The team analyzed patterns of expression in more than 8,000 genes as patients on mechanical ventilators developed and recovered from pneumonia. They found changes in the activity of 85 genes could pinpoint early activation of the immune system in response to pneumonia, typically several days before clinical signs of the infection developed. By adding computational tools to their genomic analysis, the researchers also showed they could objectively monitor patients' recovery by graphing changes over time, creating a tool they called the "riboleukogram."
"This is an important step toward the development of a specific molecular test for diagnosing infection – in particular pneumonia – and predicting patients' recovery," says J. Perren Cobb, M.D., director of Washington University's Center for Critical Illness and Health Engineering and an intensivist at Barnes-Jewish Hospital. "If we could determine which patients are destined to develop pneumonia based on early changes in the activity of genes that regulate immune response, we could give them antibiotics sooner, with the hope that we might be able to prevent or curtail the infection."
As one of the more common and deadly hospital-acquired infections, ventilator-associated pneumonia has recently become a target for both quality improvement and patient safety efforts. Up to 30 percent of patients on a ventilator develop pneumonia, statistics show, increasing length of stay and the risk of death while adding thousands of dollars to each patient's hospital bill. The breathing tube is inserted into patients' lungs, bypassing the body's natural protective mechanisms that normally filter out harmful bacteria. The air that is pumped through the tube also must be humidified, which creates a breeding ground for microorganisms.
Scientists have tried unsuccessfully for years to identify a single marker or a suite of markers that could diagnose infection in ICUs. While both fever and an elevated white blood cell count often indicate an infection in healthy individuals, the same symptoms are widespread in ICU patients, where they are linked to a range of underlying conditions, including trauma, shock, organ failure and surgical complications. Diagnosis of infection is even more complicated in patients on a ventilator because they are sedated and the breathing tube prevents them from talking.
The current study took Cobb and his Washington University colleagues from the laboratory bench to patients' bedsides as they refined their method to diagnose pneumonia.
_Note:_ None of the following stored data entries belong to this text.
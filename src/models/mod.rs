pub mod interaction;
pub mod scores;
pub mod user_preferences;
pub mod video;

pub use interaction::{InteractionEvent, InteractionKind, PersonaVector};
pub use scores::{RankedCandidate, RankedItem, RankingCandidate, ScoreBreakdown, VideoSignals};
pub use user_preferences::UserPreferences;
pub use video::{normalize_tags, split_delimited, Video};
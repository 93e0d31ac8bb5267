#![allow(dead_code)]

use std::collections::HashMap;
use std::sync::atomic::{AtomicUsize, Ordering};
use std::sync::{Arc, Mutex};

use chrono::{Duration, Utc};

use travel_recommender::{
    db::{Cache, CacheWriterHandle, MemoryBackend},
    error::{AppError, AppResult},
    models::{
        InteractionEvent, InteractionKind, PersonaVector, RankingCandidate, UserPreferences, Video,
        VideoSignals,
    },
    services::{EmbeddingGateway, EngineSettings, RecommendationEngine, Store},
};

#[derive(Default)]
struct StoreData {
    videos: Vec<Video>,
    interactions: Vec<InteractionEvent>,
    personas: HashMap<i64, PersonaVector>,
    preferences: HashMap<i64, UserPreferences>,
    signals: HashMap<i64, VideoSignals>,
    ranking_candidates: Vec<RankingCandidate>,
    saved_embeddings: HashMap<i64, Vec<f32>>,
}

/// Store backed by plain collections
#[derive(Default)]
pub struct InMemoryStore {
    data: Mutex<StoreData>,
    preference_read_delay: Mutex<Option<std::time::Duration>>,
}

impl InMemoryStore {
    pub fn new() -> Self {
        Self::default()
    }

    pub fn add_video(&self, video: Video) {
        self.data.lock().unwrap().videos.push(video);
    }

    pub fn add_interaction(&self, user_id: i64, video_id: i64, liked: bool, watch_time: f64) {
        let mut data = self.data.lock().unwrap();
        let minutes_ago = data.interactions.len() as i64;
        data.interactions.push(InteractionEvent {
            user_id,
            video_id,
            kind: if liked {
                InteractionKind::Like
            } else {
                InteractionKind::Watch
            },
            watch_time: Some(watch_time),
            liked,
            created_at: Utc::now() - Duration::minutes(minutes_ago),
        });
    }

    pub fn set_preferences(&self, user_id: i64, preferences: UserPreferences) {
        self.data
            .lock()
            .unwrap()
            .preferences
            .insert(user_id, preferences);
    }

    pub fn set_signals(&self, signals: VideoSignals) {
        self.data
            .lock()
            .unwrap()
            .signals
            .insert(signals.video_id, signals);
    }

    pub fn add_ranking_candidate(&self, candidate: RankingCandidate) {
        self.data.lock().unwrap().ranking_candidates.push(candidate);
    }

    /// Makes preference reads take their snapshot, then wait `delay`
    pub fn set_preference_read_delay(&self, delay: std::time::Duration) {
        *self.preference_read_delay.lock().unwrap() = Some(delay);
    }

    pub fn saved_embedding(&self, video_id: i64) -> Option<Vec<f32>> {
        self.data
            .lock()
            .unwrap()
            .saved_embeddings
            .get(&video_id)
            .cloned()
    }

    pub fn stored_persona(&self, user_id: i64) -> Option<PersonaVector> {
        self.data.lock().unwrap().personas.get(&user_id).cloned()
    }
}

#[async_trait::async_trait]
impl Store for InMemoryStore {
    async fn recent_interactions(
        &self,
        user_id: i64,
        limit: usize,
    ) -> AppResult<Vec<InteractionEvent>> {
        let data = self.data.lock().unwrap();
        Ok(data
            .interactions
            .iter()
            .filter(|event| event.user_id == user_id)
            .take(limit)
            .cloned()
            .collect())
    }

    async fn video(&self, video_id: i64) -> AppResult<Option<Video>> {
        let data = self.data.lock().unwrap();
        Ok(data.videos.iter().find(|v| v.id == video_id).cloned())
    }

    async fn videos_by_ids(&self, video_ids: &[i64]) -> AppResult<Vec<Video>> {
        let data = self.data.lock().unwrap();
        Ok(data
            .videos
            .iter()
            .filter(|v| video_ids.contains(&v.id))
            .cloned()
            .collect())
    }

    async fn candidate_videos(&self, limit: usize) -> AppResult<Vec<Video>> {
        let data = self.data.lock().unwrap();
        Ok(data.videos.iter().take(limit).cloned().collect())
    }

    async fn viewed_video_ids(&self, user_id: i64) -> AppResult<Vec<i64>> {
        let data = self.data.lock().unwrap();
        Ok(data
            .interactions
            .iter()
            .filter(|event| event.user_id == user_id)
            .map(|event| event.video_id)
            .collect())
    }

    async fn save_video_embedding(&self, video_id: i64, embedding: &[f32]) -> AppResult<()> {
        let mut data = self.data.lock().unwrap();
        data.saved_embeddings.insert(video_id, embedding.to_vec());
        if let Some(video) = data.videos.iter_mut().find(|v| v.id == video_id) {
            video.embedding = Some(embedding.to_vec());
        }
        Ok(())
    }

    async fn persona_vector(&self, user_id: i64) -> AppResult<Option<PersonaVector>> {
        Ok(self.data.lock().unwrap().personas.get(&user_id).cloned())
    }

    async fn upsert_persona_vector(&self, persona: &PersonaVector) -> AppResult<()> {
        self.data
            .lock()
            .unwrap()
            .personas
            .insert(persona.user_id, persona.clone());
        Ok(())
    }

    async fn user_preferences(&self, user_id: i64) -> AppResult<Option<UserPreferences>> {
        let snapshot = self.data.lock().unwrap().preferences.get(&user_id).cloned();
        let delay = *self.preference_read_delay.lock().unwrap();
        if let Some(delay) = delay {
            tokio::time::sleep(delay).await;
        }
        Ok(snapshot)
    }

    async fn save_user_preferences(
        &self,
        user_id: i64,
        preferences: &UserPreferences,
    ) -> AppResult<()> {
        self.set_preferences(user_id, preferences.clone());
        Ok(())
    }

    async fn video_signals(&self, video_id: i64) -> AppResult<Option<VideoSignals>> {
        Ok(self.data.lock().unwrap().signals.get(&video_id).cloned())
    }

    async fn ranking_candidates(&self, limit: usize) -> AppResult<Vec<RankingCandidate>> {
        let data = self.data.lock().unwrap();
        Ok(data.ranking_candidates.iter().take(limit).cloned().collect())
    }
}

/// Words the fake gateway turns into embedding axes
const AXES: [&str; 3] = ["beach", "mountain", "market"];

/// Embeds a text as a bag of [`AXES`] words plus a small constant component
pub struct KeywordGateway {
    calls: AtomicUsize,
    fail: bool,
}

impl KeywordGateway {
    pub fn new() -> Self {
        Self {
            calls: AtomicUsize::new(0),
            fail: false,
        }
    }

    pub fn failing() -> Self {
        Self {
            calls: AtomicUsize::new(0),
            fail: true,
        }
    }

    pub fn calls(&self) -> usize {
        self.calls.load(Ordering::SeqCst)
    }

    fn embed_text(text: &str) -> Vec<f32> {
        let lower = text.to_lowercase();
        let mut vector: Vec<f32> = AXES
            .iter()
            .map(|axis| if lower.contains(axis) { 1.0 } else { 0.0 })
            .collect();
        vector.push(0.1);
        vector
    }
}

#[async_trait::async_trait]
impl EmbeddingGateway for KeywordGateway {
    async fn embed_batch(&self, texts: &[String]) -> AppResult<Vec<Option<Vec<f32>>>> {
        self.calls.fetch_add(1, Ordering::SeqCst);
        if self.fail {
            return Err(AppError::Embedding("gateway unavailable".to_string()));
        }
        Ok(texts
            .iter()
            .map(|text| Some(Self::embed_text(text)))
            .collect())
    }

    fn name(&self) -> &'static str {
        "keyword"
    }
}

pub fn video(id: i64, title: &str, tags: &[&str], region: Option<&str>, view_count: i64) -> Video {
    Video {
        id,
        title: title.to_string(),
        description: String::new(),
        tags: tags.iter().map(|t| t.to_string()).collect(),
        region: region.map(str::to_string),
        keyword: None,
        duration_secs: Some(600),
        view_count,
        like_count: 0,
        embedding: None,
    }
}

/// A small catalogue: two beach videos, a mountain video, a market video and
/// a clip too short to recommend
pub fn seeded_store() -> InMemoryStore {
    let store = InMemoryStore::new();
    store.add_video(video(1, "Haeundae beach sunset", &["beach", "sunset"], Some("busan"), 1200));
    store.add_video(video(2, "Gwangalli beach night walk", &["beach", "night"], Some("busan"), 300));
    store.add_video(video(3, "Seorak mountain hike", &["mountain", "hiking"], Some("sokcho"), 5000));
    store.add_video(video(4, "Jagalchi market food tour", &["market", "food"], Some("busan"), 800));
    let mut short = video(5, "Beach in ten seconds", &["beach"], Some("busan"), 90_000);
    short.duration_secs = Some(10);
    store.add_video(short);
    store
}

pub struct TestEngine {
    pub engine: Arc<RecommendationEngine>,
    pub store: Arc<InMemoryStore>,
    pub gateway: Arc<KeywordGateway>,
    pub cache_writer: CacheWriterHandle,
}

pub async fn build_engine(store: InMemoryStore, gateway: KeywordGateway) -> TestEngine {
    let store = Arc::new(store);
    let gateway = Arc::new(gateway);
    let (cache, cache_writer) = Cache::new(Arc::new(MemoryBackend::new())).await;

    let engine = Arc::new(RecommendationEngine::new(
        store.clone(),
        gateway.clone(),
        cache,
        EngineSettings::default(),
    ));

    TestEngine {
        engine,
        store,
        gateway,
        cache_writer,
    }
}

/// Lets the background cache writer drain
pub async fn settle() {
    tokio::time::sleep(std::time::Duration::from_millis(50)).await;
}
Initially, they used the gene chip technology in mice to identify 219 genes whose patterns of expression could distinguish pneumonia from widespread inflammation, another common condition in intensive care units that involves systemic activation of the immune system. The patterns of gene expression in mice also could differentiate between gram-negative bacteria (Pseudomonas), a common type responsible for ventilator-associated pneumonia, and gram-positive bacteria (Streptococcus), which is a frequent cause of pneumonia in a community setting.
The researchers then moved to the ICU to determine whether the activity of the equivalent human genes could differentiate between pneumonia and inflammation in patients breathing with the assistance of ventilators. They narrowed their focus to 11 of 20 patients who developed pneumonia more than two days after having a breathing tube inserted. These patients had blood samples drawn at 48-hour intervals to determine whether changes in gene expression could monitor patients' response to treatment and their recovery. Most of the patients developed pneumonia within three to six days of being on a ventilator. None of them died.